Every record must be copied out exactly.

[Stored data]
_ _ _ _ _
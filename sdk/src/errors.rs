//! Error types and handling
//!
//! This module provides the error type used throughout the fundrag engine
//! for failures outside a single retrieval call: configuration, collaborator
//! credentials, the structured-data store and the transport layer. All errors
//! implement the `ErrorExt` trait which provides user-friendly hints.
//!
//! # Security
//!
//! Error messages never include API keys or raw connection strings.

use thiserror::Error;

/// Trait for engine error extensions
pub trait ErrorExt {
    /// Returns a user-friendly hint for the error
    ///
    /// The hint is safe to display to end users and does not contain
    /// secrets or internal implementation details.
    fn user_hint(&self) -> &str;
}

/// Main engine error type
///
/// # Examples
///
/// ```
/// use sdk::errors::{EngineError, ErrorExt};
///
/// let error = EngineError::Network("connection reset".to_string());
/// println!("Hint: {}", error.user_hint());
/// assert!(!error.user_hint().contains("reset"));
/// ```
#[derive(Debug, Error)]
pub enum EngineError {
    // Configuration errors
    #[error("Configuration error: {0}")]
    Config(String),

    #[error("Missing credential: environment variable {0} is not set")]
    MissingCredential(String),

    // Database errors
    #[error("Database error: {0}")]
    Database(String),

    // Network errors
    #[error("Network error: {0}")]
    Network(String),

    // Generic IO error
    #[error("IO error: {0}")]
    Io(#[from] std::io::Error),
}

impl ErrorExt for EngineError {
    fn user_hint(&self) -> &str {
        match self {
            Self::Config(_) => "Check your config.toml file for errors",
            Self::MissingCredential(_) => "Export the API key named in config.toml and restart",

            Self::Database(_) => "The fund database could not answer. Check database.url",
            Self::Network(_) => "Network operation failed. Check your connection",
            Self::Io(_) => "File system operation failed",
        }
    }
}
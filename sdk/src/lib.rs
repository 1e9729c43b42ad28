//! Fundrag SDK
//!
//! Shared types and error handling for the fundrag engine and its callers.

/// Error types and handling
pub mod errors;

/// Question, route and source vocabulary
pub mod types;

// Re-export commonly used types
pub use errors::{EngineError, ErrorExt};
pub use types::{ConversationTurn, Question, Role, Route, SourceKind};
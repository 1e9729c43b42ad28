//! Macro-outlook adapter over the hierarchical (RAPTOR) summary index of IMF
//! World Economic Outlook reports. Each hit is a node of the summary tree:
//! `level` 0 is a raw chunk, higher levels are cluster summaries.

use super::search::SearchHit;
use super::{
    normalize_by_max, truncate_chars, Evidence, EvidenceItem, FetchConstraints, SearchClient,
    SearchQuery, SourceAdapter, SourceError,
};
use async_trait::async_trait;
use sdk::{Question, SourceKind};
use std::sync::Arc;
use std::time::Duration;

const EXCERPT_CHARS: usize = 500;

const RAPTOR_FIELDS: &[&str] = &["id", "doc_id", "level", "kind", "raw"];

pub struct MacroOutlookAdapter {
    client: Arc<SearchClient>,
    index: String,
    vector_field: String,
    top_k: usize,
    timeout: Duration,
}

impl MacroOutlookAdapter {
    pub fn new(
        client: Arc<SearchClient>,
        index: impl Into<String>,
        vector_field: impl Into<String>,
        top_k: usize,
        timeout: Duration,
    ) -> Self {
        Self {
            client,
            index: index.into(),
            vector_field: vector_field.into(),
            top_k,
            timeout,
        }
    }
}

#[async_trait]
impl SourceAdapter for MacroOutlookAdapter {
    fn kind(&self) -> SourceKind {
        SourceKind::Raptor
    }

    fn timeout(&self) -> Duration {
        self.timeout
    }

    async fn fetch(
        &self,
        question: &Question,
        constraints: &FetchConstraints,
    ) -> Result<Evidence, SourceError> {
        let text = constraints.augment(&question.text);
        let top = constraints.top_k.unwrap_or(self.top_k);
        let query = SearchQuery {
            text: &text,
            top,
            select: RAPTOR_FIELDS,
            vector_field: Some(&self.vector_field),
        };
        let hits = self.client.search(&self.index, &query).await?;

        if !hits.is_empty() && hits.iter().all(|hit| hit.text("raw").is_empty()) {
            return Err(SourceError::Malformed(
                "outlook passages carry no text".to_string(),
            ));
        }
        Ok(Evidence::items(hits_to_evidence(&hits)))
    }
}

/// Shape summary-tree nodes into evidence
pub fn hits_to_evidence(hits: &[SearchHit]) -> Vec<EvidenceItem> {
    let scores: Vec<f64> = hits.iter().map(|h| h.score).collect();
    let normalized = normalize_by_max(&scores);

    hits.iter()
        .zip(normalized)
        .enumerate()
        .map(|(i, (hit, score))| {
            let node = hit.display("id").unwrap_or_else(|| format!("node_{}", i));
            let id = match hit.display("doc_id") {
                Some(doc) => format!("{}#{}", doc, node),
                None => node,
            };
            let kind = hit.display("kind").unwrap_or_else(|| "summary".to_string());
            let level = hit.display("level").unwrap_or_else(|| "0".to_string());

            EvidenceItem::new(
                SourceKind::Raptor,
                id,
                format!("IMF WEO ({}, L{})", kind, level),
                truncate_chars(hit.text("raw"), EXCERPT_CHARS),
                score,
            )
        })
        .collect()
}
_ _ _ _ _
• Answer section:
filename sdk/src/errors.rs
//! Error types and handling
//!
//! This module provides the error type used throughout the fundrag engine
//! for failures outside a single retrieval call: configuration, collaborator
//! credentials, the structured-data store and the transport layer. All errors
//! implement the `ErrorExt` trait which provides user-friendly hints.
//!
//! # Security
//!
//! Error messages never include API keys or raw connection strings.

use thiserror::Error;

/// Trait for engine error extensions
pub trait ErrorExt {
    /// Returns a user-friendly hint for the error
    ///
    /// The hint is safe to display to end users and does not contain
    /// secrets or internal implementation details.
    fn user_hint(&self) -> &str;
}

/// Main engine error type
///
/// # Examples
///
/// ```
/// use sdk::errors::{EngineError, ErrorExt};
///
/// let error = EngineError::Network("connection reset".to_string());
/// println!("Hint: {}", error.user_hint());
/// assert!(!error.user_hint().contains("reset"));
/// ```
#[derive(Debug, Error)]
pub enum EngineError {
    // Configuration errors
    #[error("Configuration error: {0}")]
    Config(String),

    #[error("Missing credential: environment variable {0} is not set")]
    MissingCredential(String),

    // Database errors
    #[error("Database error: {0}")]
    Database(String),

    // Network errors
    #[error("Network error: {0}")]
    Network(String),

    // Generic IO error
    #[error("IO error: {0}")]
    Io(#[from] std::io::Error),
}

impl ErrorExt for EngineError {
    fn user_hint(&self) -> &str {
        match self {
            Self::Config(_) => "Check your config.toml file for errors",
            Self::MissingCredential(_) => "Export the API key named in config.toml and restart",

            Self::Database(_) => "The fund database could not answer. Check database.url",
            Self::Network(_) => "Network operation failed. Check your connection",
            Self::Io(_) => "File system operation failed",
        }
    }
}
filename sdk/src/lib.rs
repository 1e9729c43b42ad28
//! Fundrag SDK
//!
//! Shared types and error handling for the fundrag engine and its callers.

/// Error types and handling
pub mod errors;

/// Question, route and source vocabulary
pub mod types;

// Re-export commonly used types
pub use errors::{EngineError, ErrorExt};
pub use types::{ConversationTurn, Question, Role, Route, SourceKind};
repository 1e9729c43b42ad28
//! Macro-outlook adapter over the hierarchical (RAPTOR) summary index of IMF
//! World Economic Outlook reports. Each hit is a node of the summary tree:
//! `level` 0 is a raw chunk, higher levels are cluster summaries.

use super::search::SearchHit;
use super::{
    normalize_by_max, truncate_chars, Evidence, EvidenceItem, FetchConstraints, SearchClient,
    SearchQuery, SourceAdapter, SourceError,
};
use async_trait::async_trait;
use sdk::{Question, SourceKind};
use std::sync::Arc;
use std::time::Duration;

const EXCERPT_CHARS: usize = 500;

const RAPTOR_FIELDS: &[&str] = &["id", "doc_id", "level", "kind", "raw"];

pub struct MacroOutlookAdapter {
    client: Arc<SearchClient>,
    index: String,
    vector_field: String,
    top_k: usize,
    timeout: Duration,
}

impl MacroOutlookAdapter {
    pub fn new(
        client: Arc<SearchClient>,
        index: impl Into<String>,
        vector_field: impl Into<String>,
        top_k: usize,
        timeout: Duration,
    ) -> Self {
        Self {
            client,
            index: index.into(),
            vector_field: vector_field.into(),
            top_k,
            timeout,
        }
    }
}

#[async_trait]
impl SourceAdapter for MacroOutlookAdapter {
    fn kind(&self) -> SourceKind {
        SourceKind::Raptor
    }

    fn timeout(&self) -> Duration {
        self.timeout
    }

    async fn fetch(
        &self,
        question: &Question,
        constraints: &FetchConstraints,
    ) -> Result<Evidence, SourceError> {
        let text = constraints.augment(&question.text);
        let top = constraints.top_k.unwrap_or(self.top_k);
        let query = SearchQuery {
            text: &text,
            top,
            select: RAPTOR_FIELDS,
            vector_field: Some(&self.vector_field),
        };
        let hits = self.client.search(&self.index, &query).await?;

        if !hits.is_empty() && hits.iter().all(|hit| hit.text("raw").is_empty()) {
            return Err(SourceError::Malformed(
                "outlook passages carry no text".to_string(),
            ));
        }
        Ok(Evidence::items(hits_to_evidence(&hits)))
    }
}

/// Shape summary-tree nodes into evidence
pub fn hits_to_evidence(hits: &[SearchHit]) -> Vec<EvidenceItem> {
    let scores: Vec<f64> = hits.iter().map(|h| h.score).collect();
    let normalized = normalize_by_max(&scores);

    hits.iter()
        .zip(normalized)
        .enumerate()
        .map(|(i, (hit, score))| {
            let node = hit.display("id").unwrap_or_else(|| format!("node_{}", i));
            let id = match hit.display("doc_id") {
                Some(doc) => format!("{}#{}", doc, node),
                None => node,
            };
            let kind = hit.display("kind").unwrap_or_else(|| "summary".to_string());
            let level = hit.display("level").unwrap_or_else(|| "0".to_string());

            EvidenceItem::new(
                SourceKind::Raptor,
                id,
                format!("IMF WEO ({}, L{})", kind, level),
                truncate_chars(hit.text("raw"), EXCERPT_CHARS),
                score,
            )
        })
        .collect()
}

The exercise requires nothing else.